Numbers are easy to throw around, unless the weight is one ton of food (or 2,000 pounds!) harvested and contributed from Lucille’s Garden to the Media Food Bank. To try and wrap our heads around that much food, let us first get a visual:
A black rhinoceros weighs one ton. So, too, does the Liberty Bell, a 1979 Volkswagen Beetle, a walrus, 31.2 cubic feet of saltwater, 333 standard red bricks, and 20 yards of track from the New York City Subway.
Now take each of these subjects and imagine in their place vegetables. Here are just a few harvest numbers from Lucille’s Garden:
- 108 lbs. of tomatoes (Being that the average weight of a tomato is 4 ounces, this would mean about 400+ tomatoes)
- 191 lbs. of potatoes
- 64 lbs. of sweet potato greens
- 242 lbs. Early Bulam squash
- 172 lbs. of beans
- 302 lbs. of lettuce (Given its lightness, that’s a lot of lettuce!)
- 84 lbs. of radishes
- 50 lbs. of okra
Quite a feat, no? Yes, it is. Why do all that work? Because when the going gets tough for some, others need to get going – planting, tending, and harvesting one ton of food for those in need.
The U.S. Department of Agriculture (USDA) defines food insecurity as a lack of consistent access to enough food for an active, healthy life. Some factors that bring about food insecurity include:
- a lack of affordable housing
- chronic or acute health problems
- high medical costs
- low wages
This is by no means a complete list. In 2019, an estimated 10.5% of Americans, roughly 13.7 million people, were food insecure. The COVID-19 pandemic has only worsened the problem, doubling food insecurity to hit as many as 23% of households in 2020.
Despite what we might imagine, there is no singular face of food security. Rates of food insecurity were higher among those with certain household characteristics:
- 14.8% of households with children, 15.3% of households with children under age 6
- 27.7% of households with a single woman, as compared to 16.3% with a single man
- 19.1% of black households and 15.6% of Hispanic households, as compared to 7.9% of white households
- 27% of those without a high school degree, as compared to 5% of college graduates
- 21% of adults with a disability
Given the 4.6% increase in the price of food (to a weekly average of $175.00 for a family of four) over the last twelve months–the largest increase in a decade–more and more people are finding themselves facing food insecurity and in need of assistance. The pandemic has impacted every single component of the food supply chain, from raw material, transportation, and labor costs, all of which have increased. No wonder we cringe when we look at the cash register in the checkout line.

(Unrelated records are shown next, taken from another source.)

// Copyright (c) 2026 Bountyy Oy. All rights reserved.
// This software is proprietary and confidential.

//! User-agent string templating
//!
//! A `UserAgent` describes the browser to impersonate; `create()` renders the
//! string real versions of that browser send. Unknown names fall back to a
//! generic `name/version (os)` form.

use serde::{Deserialize, Serialize};

/// Description of the browser to announce
#[derive(Debug, Clone, PartialEq, Eq, Serialize, Deserialize)]
pub struct UserAgent {
    /// Browser name, matched case-insensitively against the known templates
    pub name: String,
    /// Browser version; empty means the template's default
    pub version: String,
    pub os_name: String,
    pub os_version: String,
    /// Extra tokens placed inside the platform parentheses
    pub comments: Vec<String>,
}

const WINDOWS_NAME: &str = "Windows NT";
const WINDOWS_VERSION: &str = "6.3";

fn default_version(name: &str) -> &'static str {
    match name {
        "chrome" => "37.0.2049.0",
        "firefox" => "31.0",
        "msie" => "10.0",
        "opera" => "12.14",
        "safari" => "6.0",
        "aol" => "9.7",
        "konqueror" => "4.9",
        "netscape" => "9.0.0.6",
        "lynx" => "2.8.8dev.3",
        _ => "",
    }
}

impl UserAgent {
    /// Agent with the given name on the given platform, no comments
    pub fn new(
        name: impl Into<String>,
        version: impl Into<String>,
        os_name: impl Into<String>,
        os_version: impl Into<String>,
    ) -> Self {
        Self {
            name: name.into(),
            version: version.into(),
            os_name: os_name.into(),
            os_version: os_version.into(),
            comments: Vec::new(),
        }
    }

    /// Add a comment token
    pub fn comment(mut self, comment: impl Into<String>) -> Self {
        self.comments.push(comment.into());
        self
    }

    /// Render the user-agent string
    pub fn create(&self) -> String {
        let name = self.name.to_ascii_lowercase();
        let version = if self.version.is_empty() {
            default_version(&name).to_string()
        } else {
            self.version.clone()
        };
        let major = version.split('.').next().unwrap_or("");
        let os = self.os();
        let comments: String = self.comments.iter().map(|c| format!("; {}", c)).collect();

        match name.as_str() {
            "chrome" => format!(
                "Mozilla/5.0 ({}{}) Chrome/{} Safari/537.36",
                os, comments, version
            ),
            "firefox" => format!(
                "Mozilla/5.0 ({}{}; rv:{}) Gecko/20100101 Firefox/{}",
                os, comments, version, version
            ),
            "msie" => format!(
                "Mozilla/5.0 (compatible; MSIE {}.0; {}{}; Trident/5.0; .NET CLR 3.5.30729)",
                major, os, comments
            ),
            "opera" => format!(
                "Opera/9.80 ({}; U{}) Presto/2.9.181 Version/{}",
                os, comments, version
            ),
            "safari" => format!(
                "Mozilla/5.0 (Macintosh; {}{}) AppleWebKit/536.26 (KHTML, like Gecko) Version/{} Safari/8536.25",
                os, comments, version
            ),
            "aol" => format!(
                "Mozilla/5.0 (compatible; MSIE 9.0; AOL {}; AOLBuild 4343.19; {}; WOW64; Trident/5.0; FunWebProducts{})",
                version, os, comments
            ),
            "konqueror" => format!(
                "Mozilla/5.0 (compatible; Konqueror/{}.0; {}{}) KHTML/4.0.3 (like Gecko)",
                major, self.os_name, comments
            ),
            "netscape" => format!(
                "Mozilla/5.0 (Windows NT; U; {}; rv:1.9.2.4{}) Gecko/20070321 Netscape/{}",
                os, comments, version
            ),
            "lynx" => format!("Lynx/{} libwww-FM/2.14 SSL-MM/1.4.1", version),
            _ => format!("{}/{} ({}{})", self.name, version, os, comments),
        }
    }

    fn os(&self) -> String {
        match (self.os_name.is_empty(), self.os_version.is_empty()) {
            (false, false) => format!("{} {}", self.os_name, self.os_version),
            (false, true) => self.os_name.clone(),
            (true, false) => self.os_version.clone(),
            (true, true) => String::new(),
        }
    }
}

impl Default for UserAgent {
    /// `skiff/<version> (<os>; <arch>)`
    fn default() -> Self {
        Self::new(
            "skiff",
            env!("CARGO_PKG_VERSION"),
            std::env::consts::OS,
            "",
        )
        .comment(std::env::consts::ARCH)
    }
}

impl std::fmt::Display for UserAgent {
    fn fmt(&self, f: &mut std::fmt::Formatter<'_>) -> std::fmt::Result {
        f.write_str(&self.create())
    }
}

fn windows(name: &str) -> String {
    UserAgent::new(name, "", WINDOWS_NAME, WINDOWS_VERSION)
        .comment("x64")
        .create()
}

/// Chrome on 64-bit Windows
pub fn chrome() -> String {
    windows("chrome")
}

/// Firefox on 64-bit Windows
pub fn firefox() -> String {
    windows("firefox")
}

/// Internet Explorer on 64-bit Windows
pub fn msie() -> String {
    windows("msie")
}

/// Opera on 64-bit Windows
pub fn opera() -> String {
    windows("opera")
}

/// Safari on OS X
pub fn safari() -> String {
    UserAgent::new("safari", "", "Intel Mac OS X", "10_6_8").create()
}

/// AOL on 64-bit Windows
pub fn aol() -> String {
    windows("aol")
}

/// Konqueror on Linux
pub fn konqueror() -> String {
    UserAgent::new("konqueror", "", "Linux", "").create()
}

/// Netscape on Windows
pub fn netscape() -> String {
    UserAgent::new("netscape", "", WINDOWS_NAME, "6.1")
        .comment("en-US")
        .create()
}

/// Lynx
pub fn lynx() -> String {
    UserAgent::new("lynx", "", "Linux", "").create()
}
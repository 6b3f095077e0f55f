// Copyright (c) 2026 Bountyy Oy. All rights reserved.
// This software is proprietary and confidential.

//! Form extraction, filling and submission

use reqwest::Method;
use url::form_urlencoded;
use url::Url;

use super::browser::Browser;
use crate::dom::Element;
use crate::error::{Error, Result};

/// Content type of encoded submissions
pub const FORM_URLENCODED: &str = "application/x-www-form-urlencoded";

/// Kind of a successful control
#[derive(Debug, Clone, Copy, PartialEq, Eq)]
pub enum FieldKind {
    /// Any free-form input (text, hidden, password, email, ...)
    Text,
    Textarea,
    Radio,
    Checkbox,
    Select,
    SelectMultiple,
}

impl FieldKind {
    /// Whether the value must be one of the declared options
    fn has_options(&self) -> bool {
        !matches!(self, FieldKind::Text | FieldKind::Textarea)
    }

    /// Whether several values may be selected at once
    fn multi_valued(&self) -> bool {
        matches!(self, FieldKind::Checkbox | FieldKind::SelectMultiple)
    }
}

/// One named field. Same-named radio buttons and checkboxes share a field.
#[derive(Debug, Clone, PartialEq)]
pub struct FormField {
    pub name: String,
    pub kind: FieldKind,
    /// Values submitted, in order
    pub values: Vec<String>,
    /// Declared choices for radio, checkbox and select fields
    pub options: Vec<String>,
}

impl FormField {
    fn new(name: String, kind: FieldKind) -> Self {
        Self {
            name,
            kind,
            values: Vec::new(),
            options: Vec::new(),
        }
    }

    /// First submitted value
    pub fn value(&self) -> Option<&str> {
        self.values.first().map(String::as_str)
    }

    fn require_option(&self, value: &str) -> Result<()> {
        if self.kind.has_options() && !self.options.iter().any(|o| o == value) {
            return Err(Error::not_found(
                "Form option",
                format!("{}={}", self.name, value),
            ));
        }
        Ok(())
    }
}

/// A named submit control
#[derive(Debug, Clone, PartialEq, Eq)]
pub struct SubmitButton {
    pub name: String,
    pub value: String,
}

/// Snapshot of a form's method, action, fields and submit controls
#[derive(Debug, Clone, PartialEq)]
pub struct FormFields {
    pub id: Option<String>,
    pub name: Option<String>,
    /// Raw action attribute, empty when absent
    pub action: String,
    pub method: Method,
    pub enctype: String,
    /// Fields in declaration order
    pub fields: Vec<FormField>,
    /// Submit controls in declaration order
    pub buttons: Vec<SubmitButton>,
}

impl FormFields {
    /// Read a `<form>` element
    pub fn from_element(form: &Element) -> Result<Self> {
        let mut this = Self {
            id: form.id(),
            name: form.get_attribute("name"),
            action: form.get_attribute("action").unwrap_or_default().trim().to_string(),
            method: if form.attr_or_empty("method").eq_ignore_ascii_case("post") {
                Method::POST
            } else {
                Method::GET
            },
            enctype: form
                .get_attribute("enctype")
                .unwrap_or_else(|| FORM_URLENCODED.to_string()),
            fields: Vec::new(),
            buttons: Vec::new(),
        };

        for control in form.query_selector_all("input, button, select, textarea")? {
            if control.disabled() {
                continue;
            }
            this.add_control(&control);
        }

        Ok(this)
    }

    fn add_control(&mut self, control: &Element) {
        if let Some(button) = submit_button(control) {
            if !button.name.is_empty() {
                self.buttons.push(button);
            }
            return;
        }

        let name = control.attr_or_empty("name");
        if name.is_empty() {
            return;
        }

        match control.local_name() {
            "textarea" => {
                let mut field = FormField::new(name, FieldKind::Textarea);
                field.values.push(control.text_content());
                self.fields.push(field);
            }
            "select" => self.fields.push(select_field(name, control)),
            "input" => {
                let input_type = control.attr_or_empty("type").to_ascii_lowercase();
                match input_type.as_str() {
                    "radio" | "checkbox" => {
                        let kind = if input_type == "radio" {
                            FieldKind::Radio
                        } else {
                            FieldKind::Checkbox
                        };
                        let value = control
                            .get_attribute("value")
                            .unwrap_or_else(|| "on".to_string());
                        let field = self.group(name, kind);
                        field.options.push(value.clone());
                        if control.checked() {
                            if kind == FieldKind::Radio {
                                field.values.clear();
                            }
                            field.values.push(value);
                        }
                    }
                    "reset" | "button" | "file" | "image" => {}
                    _ => {
                        let mut field = FormField::new(name, FieldKind::Text);
                        field.values.push(control.attr_or_empty("value"));
                        self.fields.push(field);
                    }
                }
            }
            _ => {}
        }
    }

    /// Field shared by same-named radios or checkboxes
    fn group(&mut self, name: String, kind: FieldKind) -> &mut FormField {
        let idx = match self
            .fields
            .iter()
            .position(|f| f.name == name && f.kind == kind)
        {
            Some(idx) => idx,
            None => {
                self.fields.push(FormField::new(name, kind));
                self.fields.len() - 1
            }
        };
        &mut self.fields[idx]
    }

    /// Field by name
    pub fn field(&self, name: &str) -> Option<&FormField> {
        self.fields.iter().find(|f| f.name == name)
    }

    fn field_mut(&mut self, name: &str) -> Result<&mut FormField> {
        self.fields
            .iter_mut()
            .find(|f| f.name == name)
            .ok_or_else(|| Error::not_found("Form field", name))
    }

    /// First value of a field
    pub fn value(&self, name: &str) -> Option<&str> {
        self.field(name).and_then(FormField::value)
    }

    /// Set a field to a single value, replacing what it had
    pub fn input(&mut self, name: &str, value: &str) -> Result<()> {
        let field = self.field_mut(name)?;
        field.require_option(value)?;
        field.values = vec![value.to_string()];

        // Later same-named free-form fields stop contributing
        let mut seen = false;
        for f in self.fields.iter_mut().filter(|f| f.name == name) {
            if seen {
                f.values.clear();
            }
            seen = true;
        }
        Ok(())
    }

    /// Add `value` to a checkbox group or multiple select
    pub fn check(&mut self, name: &str, value: &str) -> Result<()> {
        let field = self.field_mut(name)?;
        field.require_option(value)?;
        if !field.kind.multi_valued() {
            field.values.clear();
        }
        if !field.values.iter().any(|v| v == value) {
            field.values.push(value.to_string());
        }
        Ok(())
    }

    /// Remove `value` from a field
    pub fn uncheck(&mut self, name: &str, value: &str) -> Result<()> {
        let field = self.field_mut(name)?;
        field.require_option(value)?;
        field.values.retain(|v| v != value);
        Ok(())
    }

    /// First submit control named `name`
    pub fn button(&self, name: &str) -> Option<&SubmitButton> {
        self.buttons.iter().find(|b| b.name == name)
    }

    /// Submit control named `name` with value `value`
    pub fn button_by_value(&self, name: &str, value: &str) -> Option<&SubmitButton> {
        self.buttons
            .iter()
            .find(|b| b.name == name && b.value == value)
    }

    /// URL-encode every field value, then the clicked control's pair
    pub fn encode(&self, clicked: Option<&SubmitButton>) -> String {
        let mut serializer = form_urlencoded::Serializer::new(String::new());
        for field in &self.fields {
            for value in &field.values {
                serializer.append_pair(&field.name, value);
            }
        }
        if let Some(button) = clicked {
            serializer.append_pair(&button.name, &button.value);
        }
        serializer.finish()
    }

    /// Resolve the action: relative to `base`, or `current` when empty
    pub fn action_url(&self, base: &Url, current: &Url) -> Result<Url> {
        if self.action.is_empty() {
            return Ok(current.clone());
        }
        Ok(base.join(&self.action)?)
    }

    /// Method, target URL and body for submitting with `clicked`
    pub(crate) fn submission(
        &self,
        base: &Url,
        current: &Url,
        clicked: Option<&SubmitButton>,
    ) -> Result<Submission> {
        let mut url = self.action_url(base, current)?;
        let encoded = self.encode(clicked);

        if self.method == Method::POST {
            return Ok(Submission {
                method: Method::POST,
                url,
                body: Some(encoded),
            });
        }

        url.set_fragment(None);
        url.set_query(if encoded.is_empty() {
            None
        } else {
            Some(&encoded)
        });
        Ok(Submission {
            method: Method::GET,
            url,
            body: None,
        })
    }
}

/// Request a form submission turns into
#[derive(Debug, Clone, PartialEq)]
pub(crate) struct Submission {
    pub method: Method,
    pub url: Url,
    pub body: Option<String>,
}
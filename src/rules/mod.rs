/// Heuristics applied to every detection: region, operator and alert tags
use crate::domain::{CharterOperator, Detection, RegionMatch, WatchRegion};

pub const UNKNOWN_REGION: &str = "UNKNOWN";
pub const UNKNOWN_CALLSIGN: &str = "Unknown";

const VERY_CLOSE_KM: f64 = 2.0;
const NEAR_KM: f64 = 5.0;
const DESCENT_RATE_MS: f64 = -2.0;

/// First region (in declaration order) whose inclusive bearing range holds `bearing`
pub fn classify_region(bearing: f64, regions: &[WatchRegion]) -> RegionMatch {
    regions
        .iter()
        .find(|r| r.bearing_start <= bearing && bearing <= r.bearing_end)
        .map(|r| RegionMatch {
            name: r.name.to_string(),
            destinations: r.destinations.iter().map(|d| d.to_string()).collect(),
            unusual: !r.normal,
        })
        .unwrap_or_else(|| RegionMatch {
            name: UNKNOWN_REGION.to_string(),
            destinations: Vec::new(),
            unusual: false,
        })
}

/// Operator name for a callsign by case-insensitive prefix, first match wins.
///
/// `_icao24` is accepted so airframe-based matching can be added without
/// touching callers.
pub fn match_operator<'a>(
    callsign: &str,
    _icao24: &str,
    operators: &'a [CharterOperator],
) -> Option<&'a str> {
    let upper = callsign.to_uppercase();
    operators
        .iter()
        .find(|op| upper.starts_with(op.prefix))
        .map(|op| op.name)
}

/// Blank or placeholder callsign
pub fn is_unknown_callsign(callsign: &str) -> bool {
    matches!(callsign, "" | UNKNOWN_CALLSIGN | "N/A")
}

/// Alert tags for a detection, in fixed evaluation order. The `alerts` and
/// `is_alert` fields of the input are ignored.
pub fn evaluate_alerts(d: &Detection) -> Vec<String> {
    let mut alerts = Vec::new();
    let dist = d.distance_from_airport_km;
    let charter = d.is_charter_operator;

    if charter {
        let name = d.operator_name.as_deref().unwrap_or_default();
        alerts.push(format!("CHARTER_OPERATOR:{}", name));
    }

    if d.unknown_callsign {
        alerts.push("UNKNOWN_CALLSIGN".to_string());
    }

    if d.unusual_destination {
        alerts.push(format!("UNUSUAL_DESTINATION:{}", d.projected_region));
    }

    if dist < VERY_CLOSE_KM {
        alerts.push("VERY_CLOSE_TO_AIRPORT".to_string());
    }

    if d.vertrate.is_some_and(|v| v < DESCENT_RATE_MS) && dist < NEAR_KM {
        alerts.push("DESCENDING_NEAR_AIRPORT".to_string());
    }

    if charter && d.unusual_destination && dist < NEAR_KM {
        alerts.push("HIGH_PRIORITY:Charter+Unusual_Destination".to_string());
    }

    alerts
}

#[cfg(test)]
mod tests {
    use super::*;
    use crate::config::{CHARTER_OPERATORS, WATCH_REGIONS};
    use chrono::Utc;

    fn detection(distance_km: f64) -> Detection {
        Detection {
            timestamp: Utc::now(),
            airport_code: "SAT".to_string(),
            airport_name: "San Antonio International".to_string(),
            icao24: "a1b2c3".to_string(),
            callsign: UNKNOWN_CALLSIGN.to_string(),
            latitude: 29.54,
            longitude: -98.47,
            altitude_m: Some(500.0),
            velocity_ms: Some(70.0),
            heading: Some(180.0),
            vertrate: None,
            on_ground: false,
            distance_from_airport_km: distance_km,
            bearing_from_airport: 180.0,
            projected_region: "MEXICO_CENTRAL_AMERICA".to_string(),
            potential_destinations: vec![],
            unusual_destination: false,
            is_charter_operator: false,
            operator_name: None,
            unknown_callsign: true,
            alerts: vec![],
            is_alert: false,
        }
    }

    #[test]
    fn test_classify_region_overlap_first_declared_wins() {
        // 75 deg lies in AFRICA_EAST, AFRICA_WEST and MIDDLE_EAST; declaration order decides
        let m = classify_region(75.0, WATCH_REGIONS);
        assert_eq!(m.name, "AFRICA_EAST");
        assert!(m.unusual);
        assert_eq!(m.destinations[0], "Eritrea");

        let reordered: Vec<WatchRegion> = WATCH_REGIONS.iter().rev().cloned().collect();
        assert_eq!(classify_region(75.0, &reordered).name, "MIDDLE_EAST");
    }

    #[test]
    fn test_classify_region_bounds_inclusive() {
        assert_eq!(classify_region(15.0, WATCH_REGIONS).name, "SOUTH_ASIA");
        assert_eq!(classify_region(210.0, WATCH_REGIONS).name, "MEXICO_CENTRAL_AMERICA");
        // 120 < 121 <= 135
        let carib = classify_region(121.0, WATCH_REGIONS);
        assert_eq!(carib.name, "CARIBBEAN");
        assert!(!carib.unusual);
    }

    #[test]
    fn test_classify_region_no_match_is_unknown() {
        let m = classify_region(300.0, WATCH_REGIONS);
        assert_eq!(m.name, UNKNOWN_REGION);
        assert!(m.destinations.is_empty());
        assert!(!m.unusual);
    }

    #[test]
    fn test_classify_region_deterministic() {
        for b in [0.0, 44.9, 45.0, 90.0, 135.0, 359.9] {
            assert_eq!(classify_region(b, WATCH_REGIONS), classify_region(b, WATCH_REGIONS));
        }
    }

    #[test]
    fn test_match_operator_case_insensitive_prefix() {
        assert_eq!(match_operator("swq3021", "abc123", CHARTER_OPERATORS), Some("Swift Air"));
        assert_eq!(match_operator("N167HQ", "abc123", CHARTER_OPERATORS), Some("Known ICE Aircraft"));
        assert_eq!(match_operator("AAL100", "abc123", CHARTER_OPERATORS), None);
        assert_eq!(match_operator("", "abc123", CHARTER_OPERATORS), None);
    }

    #[test]
    fn test_match_operator_first_match_wins() {
        let ops = [
            CharterOperator { prefix: "SW", name: "Broad" },
            CharterOperator { prefix: "SWQ", name: "Narrow" },
        ];
        assert_eq!(match_operator("SWQ1", "x", &ops), Some("Broad"));
    }

    #[test]
    fn test_is_unknown_callsign() {
        assert!(is_unknown_callsign(""));
        assert!(is_unknown_callsign("Unknown"));
        assert!(is_unknown_callsign("N/A"));
        assert!(!is_unknown_callsign("SWQ3021"));
    }

    #[test]
    fn test_alerts_unknown_callsign_very_close() {
        let d = detection(1.5);
        let alerts = evaluate_alerts(&d);
        assert_eq!(alerts, vec!["UNKNOWN_CALLSIGN", "VERY_CLOSE_TO_AIRPORT"]);
        assert!(!alerts.is_empty());
    }

    #[test]
    fn test_alerts_charter_unusual_high_priority() {
        let mut d = detection(3.0);
        d.callsign = "SWQ3021".to_string();
        d.unknown_callsign = false;
        d.is_charter_operator = true;
        d.operator_name = Some("Swift Air".to_string());
        d.projected_region = "AFRICA_EAST".to_string();
        d.unusual_destination = true;

        let alerts = evaluate_alerts(&d);
        assert_eq!(
            alerts,
            vec![
                "CHARTER_OPERATOR:Swift Air",
                "UNUSUAL_DESTINATION:AFRICA_EAST",
                "HIGH_PRIORITY:Charter+Unusual_Destination",
            ]
        );
    }

    #[test]
    fn test_alerts_high_priority_requires_proximity() {
        let mut d = detection(6.0);
        d.unknown_callsign = false;
        d.is_charter_operator = true;
        d.operator_name = Some("Swift Air".to_string());
        d.projected_region = "AFRICA_EAST".to_string();
        d.unusual_destination = true;

        let alerts = evaluate_alerts(&d);
        assert!(!alerts.iter().any(|a| a.starts_with("HIGH_PRIORITY")));
        assert_eq!(alerts.len(), 2);
    }

    #[test]
    fn test_alerts_descending_near_airport() {
        let mut d = detection(4.0);
        d.unknown_callsign = false;
        d.vertrate = Some(-3.5);
        assert_eq!(evaluate_alerts(&d), vec!["DESCENDING_NEAR_AIRPORT"]);

        d.vertrate = Some(-2.0);
        assert!(evaluate_alerts(&d).is_empty());

        d.vertrate = None;
        assert!(evaluate_alerts(&d).is_empty());
    }
}
/// External API clients module
use crate::domain::{BoundingBox, RawState};
use crate::errors::{AppError, AppResult, FeedError};
use crate::rules::UNKNOWN_CALLSIGN;
use crate::utils::{num, text};
use async_trait::async_trait;
use reqwest::Client;
use serde_json::Value;
use std::time::Duration;
use tracing::debug;

static NULL: Value = Value::Null;

/// Source of aircraft state vectors for an area
#[async_trait]
pub trait StateFeed: Send + Sync {
    /// States currently inside `bbox`. An empty list is a valid answer.
    async fn fetch_states(&self, bbox: &BoundingBox) -> Result<Vec<RawState>, FeedError>;
}

/// HTTP client wrapper with common configuration
pub struct HttpClient {
    client: Client,
}

impl HttpClient {
    pub fn new(timeout_seconds: u64) -> AppResult<Self> {
        let client = Client::builder()
            .timeout(Duration::from_secs(timeout_seconds))
            .user_agent("airport-watch/0.1")
            .build()?;
        Ok(Self { client })
    }

    pub fn get_client(&self) -> &Client {
        &self.client
    }
}

/// OpenSky Network `states/all` client
pub struct OpenSkyClient {
    http_client: HttpClient,
    base_url: String,
}

impl OpenSkyClient {
    pub fn new(base_url: String, timeout_seconds: u64) -> AppResult<Self> {
        Ok(Self {
            http_client: HttpClient::new(timeout_seconds)?,
            base_url,
        })
    }
}

#[async_trait]
impl StateFeed for OpenSkyClient {
    async fn fetch_states(&self, bbox: &BoundingBox) -> Result<Vec<RawState>, FeedError> {
        let resp = self
            .http_client
            .get_client()
            .get(&self.base_url)
            .query(&[
                ("lamin", bbox.min_lat),
                ("lomin", bbox.min_lon),
                ("lamax", bbox.max_lat),
                ("lomax", bbox.max_lon),
            ])
            .send()
            .await?;

        if !resp.status().is_success() {
            return Err(FeedError::Status(resp.status().as_u16()));
        }

        let body = resp.bytes().await?;
        let json: Value =
            serde_json::from_slice(&body).map_err(|e| FeedError::Decode(e.to_string()))?;
        parse_states(&json)
    }
}

/// Decode a `states/all` body. Malformed rows are dropped.
pub fn parse_states(body: &Value) -> Result<Vec<RawState>, FeedError> {
    if !body.is_object() {
        return Err(FeedError::Decode("response is not a JSON object".to_string()));
    }

    let rows = match body.get("states") {
        None | Some(Value::Null) => return Ok(Vec::new()),
        Some(Value::Array(rows)) => rows,
        Some(_) => return Err(FeedError::Decode("`states` is not an array".to_string())),
    };

    let mut states = Vec::with_capacity(rows.len());
    for (i, row) in rows.iter().enumerate() {
        match parse_state_row(row) {
            Ok(state) => states.push(state),
            Err(e) => debug!("skipping feed row {}: {}", i, e),
        }
    }
    Ok(states)
}

/// Positional state vector: 0 icao24, 1 callsign, 5 lon, 6 lat, 7 baro altitude,
/// 8 on_ground, 9 velocity, 10 true track, 11 vertical rate
pub fn parse_state_row(row: &Value) -> AppResult<RawState> {
    let fields = row
        .as_array()
        .ok_or_else(|| AppError::MalformedRecord("state row is not an array".to_string()))?;
    let field = |i: usize| fields.get(i).unwrap_or(&NULL);

    let icao24 = text(field(0))
        .filter(|s| !s.is_empty())
        .ok_or_else(|| AppError::MalformedRecord("state row has no icao24".to_string()))?;

    Ok(RawState {
        icao24,
        callsign: text(field(1)).unwrap_or_else(|| UNKNOWN_CALLSIGN.to_string()),
        longitude: num(field(5)),
        latitude: num(field(6)),
        altitude_m: num(field(7)),
        on_ground: field(8).as_bool().unwrap_or(false),
        velocity_ms: num(field(9)),
        heading: num(field(10)),
        vertrate: num(field(11)),
    })
}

The truth of the matter is this: we can control what we spend on food, unlike other household expenses, so families may buy less food than they need in order to pay the rent or mortgage, utilities, or a car payment.
Planting, maintaining, harvesting, and donating the food from Lucille’s Garden is a labor of love all staff and volunteers gladly do to help our neighbors (young and old alike, and everywhere in between) in need of healthy, life-sustaining food. We hope you too will join us in being the change you want to see in the world by finding your niche to help your neighbors in need. If you are interested in joining the team of volunteers in Lucille’s Garden, visit our website. And stay tuned! Tyler Arboretum is planning a canned food drive for January and February to help families through the coldest months of the year.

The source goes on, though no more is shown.